What the task requires
What is needed is a copy of each line in the listing below that contains "Failed".

Dataset extract
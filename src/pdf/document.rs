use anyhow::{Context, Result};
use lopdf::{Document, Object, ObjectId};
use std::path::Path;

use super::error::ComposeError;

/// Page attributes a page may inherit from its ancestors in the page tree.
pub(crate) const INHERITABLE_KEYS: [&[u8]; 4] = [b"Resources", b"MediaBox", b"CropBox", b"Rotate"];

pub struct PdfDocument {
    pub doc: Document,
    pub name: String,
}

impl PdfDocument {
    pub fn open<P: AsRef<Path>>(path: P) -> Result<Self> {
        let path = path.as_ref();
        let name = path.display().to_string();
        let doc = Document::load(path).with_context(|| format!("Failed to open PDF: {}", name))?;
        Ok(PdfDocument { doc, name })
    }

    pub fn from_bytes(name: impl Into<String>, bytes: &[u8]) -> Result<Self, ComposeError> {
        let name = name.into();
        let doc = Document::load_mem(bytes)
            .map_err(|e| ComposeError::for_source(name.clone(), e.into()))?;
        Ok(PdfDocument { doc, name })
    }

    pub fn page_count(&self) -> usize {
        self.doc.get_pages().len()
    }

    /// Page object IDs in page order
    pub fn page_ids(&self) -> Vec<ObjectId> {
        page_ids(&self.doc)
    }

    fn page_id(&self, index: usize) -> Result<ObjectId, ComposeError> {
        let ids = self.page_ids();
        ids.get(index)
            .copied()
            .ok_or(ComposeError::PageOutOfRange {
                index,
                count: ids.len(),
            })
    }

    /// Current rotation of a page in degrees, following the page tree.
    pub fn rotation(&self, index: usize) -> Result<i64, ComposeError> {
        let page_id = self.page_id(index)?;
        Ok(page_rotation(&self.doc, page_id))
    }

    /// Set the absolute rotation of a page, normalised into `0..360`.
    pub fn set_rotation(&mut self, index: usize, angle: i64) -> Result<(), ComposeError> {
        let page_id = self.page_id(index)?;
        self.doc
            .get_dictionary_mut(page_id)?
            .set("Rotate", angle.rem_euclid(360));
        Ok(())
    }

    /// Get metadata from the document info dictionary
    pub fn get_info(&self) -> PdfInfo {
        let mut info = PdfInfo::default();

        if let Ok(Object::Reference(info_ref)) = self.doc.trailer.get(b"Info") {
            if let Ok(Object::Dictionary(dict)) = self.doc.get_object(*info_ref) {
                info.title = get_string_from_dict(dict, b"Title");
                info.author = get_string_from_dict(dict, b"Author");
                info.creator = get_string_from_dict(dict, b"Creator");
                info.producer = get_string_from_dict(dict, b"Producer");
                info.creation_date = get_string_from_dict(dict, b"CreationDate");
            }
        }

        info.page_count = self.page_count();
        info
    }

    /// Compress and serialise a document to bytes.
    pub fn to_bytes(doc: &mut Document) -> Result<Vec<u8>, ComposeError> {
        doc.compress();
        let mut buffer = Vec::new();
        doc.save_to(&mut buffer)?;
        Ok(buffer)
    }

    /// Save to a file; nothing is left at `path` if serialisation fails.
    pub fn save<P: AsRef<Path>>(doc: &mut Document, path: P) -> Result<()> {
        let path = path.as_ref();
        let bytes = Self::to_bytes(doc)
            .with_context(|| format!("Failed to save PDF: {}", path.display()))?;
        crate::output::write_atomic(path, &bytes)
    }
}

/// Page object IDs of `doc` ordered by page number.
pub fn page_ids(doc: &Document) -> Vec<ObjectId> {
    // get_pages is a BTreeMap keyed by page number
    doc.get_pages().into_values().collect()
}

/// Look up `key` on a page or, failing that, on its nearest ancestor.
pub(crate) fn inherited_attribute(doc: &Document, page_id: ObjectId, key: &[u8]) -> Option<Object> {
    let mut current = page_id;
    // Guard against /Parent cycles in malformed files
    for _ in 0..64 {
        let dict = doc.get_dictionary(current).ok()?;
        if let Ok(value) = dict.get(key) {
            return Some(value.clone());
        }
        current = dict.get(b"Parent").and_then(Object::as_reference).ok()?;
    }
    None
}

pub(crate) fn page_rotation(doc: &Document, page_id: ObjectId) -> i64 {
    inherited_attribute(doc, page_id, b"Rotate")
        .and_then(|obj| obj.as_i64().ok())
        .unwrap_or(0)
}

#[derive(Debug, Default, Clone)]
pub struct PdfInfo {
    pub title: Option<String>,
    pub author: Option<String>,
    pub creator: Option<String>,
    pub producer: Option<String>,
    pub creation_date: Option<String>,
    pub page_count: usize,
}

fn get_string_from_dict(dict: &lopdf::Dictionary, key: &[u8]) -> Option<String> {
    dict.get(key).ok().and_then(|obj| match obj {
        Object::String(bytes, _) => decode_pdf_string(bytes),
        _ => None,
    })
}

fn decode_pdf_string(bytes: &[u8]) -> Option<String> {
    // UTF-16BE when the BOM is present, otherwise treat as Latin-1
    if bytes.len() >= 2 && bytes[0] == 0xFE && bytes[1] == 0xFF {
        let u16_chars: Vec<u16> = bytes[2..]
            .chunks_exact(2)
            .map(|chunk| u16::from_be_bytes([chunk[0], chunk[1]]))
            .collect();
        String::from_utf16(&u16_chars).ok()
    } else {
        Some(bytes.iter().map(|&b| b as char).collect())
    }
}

Answer space
        let doc = Document::load(path).with_context(|| format!("Failed to open PDF: {}", name))?;
            .with_context(|| format!("Failed to save PDF: {}", path.display()))?;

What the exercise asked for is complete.